3

I have a large text file. I read data from text file one at a time and check whether data agree with my condition. If not I want to delete that data in text file and update it.

For example say my data text file is: 100 201 302 455

Suppose I want to delete second one. After deletion I want new text file to be look like 100 302 455 (without any gap between 100 and 302). Since my text file is large around 100MB, I want to read data one by one rather than loading all at once. Thanks

Mr.Wizard
  • 271,378
  • 34
  • 587
  • 1,371
Vajira
  • 31
  • 1
  • 1
    Just use sed and be done with it :) something like sed --in-place '/201/d' file.txt – Nasser Sep 01 '13 at 22:46
  • @Nasser Surely dedicated text utilities are a better approach for simple replacements. I have to assume that the condition here is nontrivial and requires or at least benefits from Mathematica processing. – Mr.Wizard Sep 01 '13 at 22:50
  • @Mr.Wizard yes ofcourse, I understand that. I was just giving an answer for the specific example (I also put a smiley, there, just in case :) – Nasser Sep 01 '13 at 23:07
  • @Nasser From your response I think I failed to communicate what I intended. Let me try again: Using an external text processing utility is a great idea and should be used whenever possible as it will deliver superior performance in nearly all cases. – Mr.Wizard Sep 01 '13 at 23:10

1 Answers1

7

100MB is small compared to today's RAM sizes. Why not load it all at once? Then it's just a matter of using DeleteCases and exporting the file.
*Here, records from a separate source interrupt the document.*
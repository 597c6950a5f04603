//! # Database Migrations
//!
//! Schema migrations for the Taskish database, managed with Sea-ORM's
//! migration framework. Migrations are executed in the order they appear
//! in [`Migrator::migrations`].

pub use sea_orm_migration::prelude::*;

mod m20260815_000001_create_teams_table;
mod m20260815_000002_create_users_table;
mod m20260815_000003_create_private_todos_table;
mod m20260815_000004_create_team_tasks_table;
mod m20260815_000005_create_sub_tasks_table;

pub struct Migrator;

#[async_trait::async_trait]
impl MigratorTrait for Migrator {
    fn migrations() -> Vec<Box<dyn MigrationTrait>> {
        vec![
            Box::new(m20260815_000001_create_teams_table::Migration),
            Box::new(m20260815_000002_create_users_table::Migration),
            Box::new(m20260815_000003_create_private_todos_table::Migration),
            Box::new(m20260815_000004_create_team_tasks_table::Migration),
            Box::new(m20260815_000005_create_sub_tasks_table::Migration),
        ]
    }
}

/// Database connection helper for CLI usage
pub async fn connect_to_database(database_url: &str) -> Result<sea_orm::DatabaseConnection, sea_orm::DbErr> {
    sea_orm::Database::connect(database_url).await
}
Otherwise I don't believe Mathematica is natively equipped to modify a file piece by piece in that fashion so you'll need to export to a second file. As an example I'll filter a list of natural numbers to keep only the primes. (It would be a trivial use of Not to drop the primes.)

First generate the starting data:

Export["firstfile.txt", Range@100, "Table"];

Open the input and output streams:

in = OpenRead["firstfile.txt"];
out = OpenWrite["secondfile.txt"];

Read, filter, and export:

Module[{x},
 While[x =!= EndOfFile,
  x = Read[in];
  If[PrimeQ@x, Write[out, x]]
 ]
]

Close the streams:

Scan[Close, {in, out}]

The result:

FilePrint["secondfile.txt"]
2
3
5
7
11
13
...

Note: practically I would include in and out in my Module but here it made it harder to comment the code as I wanted.

Mr.Wizard
  • 271,378
  • 34
  • 587
  • 1,371